- Task prompt:
Search the entries for the word "format". Copy each line in which it is found.

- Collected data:

──────────

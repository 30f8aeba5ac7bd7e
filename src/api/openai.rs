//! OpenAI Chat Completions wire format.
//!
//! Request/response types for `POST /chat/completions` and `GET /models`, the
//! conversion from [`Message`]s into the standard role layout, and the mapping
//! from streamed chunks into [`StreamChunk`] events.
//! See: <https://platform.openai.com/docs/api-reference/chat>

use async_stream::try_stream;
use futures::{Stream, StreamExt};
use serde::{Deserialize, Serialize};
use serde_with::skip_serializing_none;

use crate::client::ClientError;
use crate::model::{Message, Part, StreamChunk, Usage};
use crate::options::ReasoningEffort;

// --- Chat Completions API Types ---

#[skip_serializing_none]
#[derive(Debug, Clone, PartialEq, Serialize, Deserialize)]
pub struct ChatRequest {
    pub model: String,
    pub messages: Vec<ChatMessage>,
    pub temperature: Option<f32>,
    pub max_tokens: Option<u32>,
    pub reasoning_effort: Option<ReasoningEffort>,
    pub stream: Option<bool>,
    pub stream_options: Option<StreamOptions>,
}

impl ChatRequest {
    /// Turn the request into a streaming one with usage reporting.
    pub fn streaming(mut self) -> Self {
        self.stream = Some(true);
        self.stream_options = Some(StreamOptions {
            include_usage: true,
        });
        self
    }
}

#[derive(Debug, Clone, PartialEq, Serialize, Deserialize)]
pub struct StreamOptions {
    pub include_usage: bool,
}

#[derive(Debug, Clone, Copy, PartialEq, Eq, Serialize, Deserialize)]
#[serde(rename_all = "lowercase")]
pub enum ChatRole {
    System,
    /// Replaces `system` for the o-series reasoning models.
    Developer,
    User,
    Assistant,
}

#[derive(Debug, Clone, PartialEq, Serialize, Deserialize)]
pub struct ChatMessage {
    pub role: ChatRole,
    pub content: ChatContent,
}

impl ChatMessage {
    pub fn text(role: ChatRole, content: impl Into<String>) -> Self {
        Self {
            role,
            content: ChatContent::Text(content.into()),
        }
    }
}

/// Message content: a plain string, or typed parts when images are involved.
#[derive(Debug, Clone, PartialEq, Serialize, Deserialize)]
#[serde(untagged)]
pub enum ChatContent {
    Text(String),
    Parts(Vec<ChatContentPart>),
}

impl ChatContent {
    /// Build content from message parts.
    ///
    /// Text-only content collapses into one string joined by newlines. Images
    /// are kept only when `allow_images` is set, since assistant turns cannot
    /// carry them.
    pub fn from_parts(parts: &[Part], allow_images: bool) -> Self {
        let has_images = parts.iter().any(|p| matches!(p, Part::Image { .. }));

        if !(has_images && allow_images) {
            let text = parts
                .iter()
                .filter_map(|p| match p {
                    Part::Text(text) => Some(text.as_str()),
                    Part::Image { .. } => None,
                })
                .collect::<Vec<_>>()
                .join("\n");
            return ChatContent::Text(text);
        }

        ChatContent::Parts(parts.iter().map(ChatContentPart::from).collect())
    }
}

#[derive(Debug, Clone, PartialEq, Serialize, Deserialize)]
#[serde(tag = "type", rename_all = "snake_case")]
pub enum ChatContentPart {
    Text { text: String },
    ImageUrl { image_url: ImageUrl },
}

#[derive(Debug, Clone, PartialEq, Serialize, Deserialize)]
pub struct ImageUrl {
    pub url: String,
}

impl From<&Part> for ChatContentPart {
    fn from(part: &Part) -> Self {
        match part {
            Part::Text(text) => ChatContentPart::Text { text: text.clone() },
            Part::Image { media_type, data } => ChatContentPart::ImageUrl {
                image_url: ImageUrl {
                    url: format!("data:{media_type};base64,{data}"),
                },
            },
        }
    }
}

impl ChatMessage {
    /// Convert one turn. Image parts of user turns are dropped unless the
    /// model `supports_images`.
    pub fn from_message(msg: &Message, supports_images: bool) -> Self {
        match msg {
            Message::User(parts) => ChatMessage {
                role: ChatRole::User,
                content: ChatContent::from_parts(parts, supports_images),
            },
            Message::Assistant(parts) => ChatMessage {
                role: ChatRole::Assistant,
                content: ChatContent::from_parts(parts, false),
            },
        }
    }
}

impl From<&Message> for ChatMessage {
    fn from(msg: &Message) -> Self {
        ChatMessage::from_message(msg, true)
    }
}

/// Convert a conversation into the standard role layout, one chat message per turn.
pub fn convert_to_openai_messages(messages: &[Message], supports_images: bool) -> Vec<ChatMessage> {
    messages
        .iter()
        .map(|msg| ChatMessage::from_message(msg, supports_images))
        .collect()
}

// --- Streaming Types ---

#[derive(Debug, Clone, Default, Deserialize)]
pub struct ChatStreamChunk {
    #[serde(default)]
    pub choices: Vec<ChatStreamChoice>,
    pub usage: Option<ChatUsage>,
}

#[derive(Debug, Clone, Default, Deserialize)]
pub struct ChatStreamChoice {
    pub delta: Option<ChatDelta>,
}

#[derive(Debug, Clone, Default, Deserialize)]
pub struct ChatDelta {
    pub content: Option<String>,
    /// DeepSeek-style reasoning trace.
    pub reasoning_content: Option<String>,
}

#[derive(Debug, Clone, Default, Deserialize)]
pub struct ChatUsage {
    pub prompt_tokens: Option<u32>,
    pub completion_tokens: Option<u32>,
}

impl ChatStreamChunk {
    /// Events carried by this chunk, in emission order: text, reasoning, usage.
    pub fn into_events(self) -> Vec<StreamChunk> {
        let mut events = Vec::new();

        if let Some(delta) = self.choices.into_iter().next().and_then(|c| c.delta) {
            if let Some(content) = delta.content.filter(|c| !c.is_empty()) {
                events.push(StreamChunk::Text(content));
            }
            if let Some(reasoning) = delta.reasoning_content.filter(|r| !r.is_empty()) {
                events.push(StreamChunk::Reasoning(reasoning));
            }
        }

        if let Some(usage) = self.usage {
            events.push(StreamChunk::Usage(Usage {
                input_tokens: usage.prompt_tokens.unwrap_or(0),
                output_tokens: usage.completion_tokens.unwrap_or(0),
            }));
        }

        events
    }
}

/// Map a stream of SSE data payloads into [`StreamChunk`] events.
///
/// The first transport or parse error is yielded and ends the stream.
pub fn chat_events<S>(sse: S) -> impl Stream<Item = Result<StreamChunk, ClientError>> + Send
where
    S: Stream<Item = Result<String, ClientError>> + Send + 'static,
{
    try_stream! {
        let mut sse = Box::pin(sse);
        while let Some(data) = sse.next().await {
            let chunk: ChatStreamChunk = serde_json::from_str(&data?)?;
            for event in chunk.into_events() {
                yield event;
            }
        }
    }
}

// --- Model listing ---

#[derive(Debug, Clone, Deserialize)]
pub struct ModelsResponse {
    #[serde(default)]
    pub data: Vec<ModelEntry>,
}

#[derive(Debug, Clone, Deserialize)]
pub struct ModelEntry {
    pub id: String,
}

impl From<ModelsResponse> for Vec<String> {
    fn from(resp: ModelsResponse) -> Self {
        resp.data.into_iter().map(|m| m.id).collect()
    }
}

──────────

- Result for this exercise:
//! OpenAI Chat Completions wire format.
                    url: format!("data:{media_type};base64,{data}"),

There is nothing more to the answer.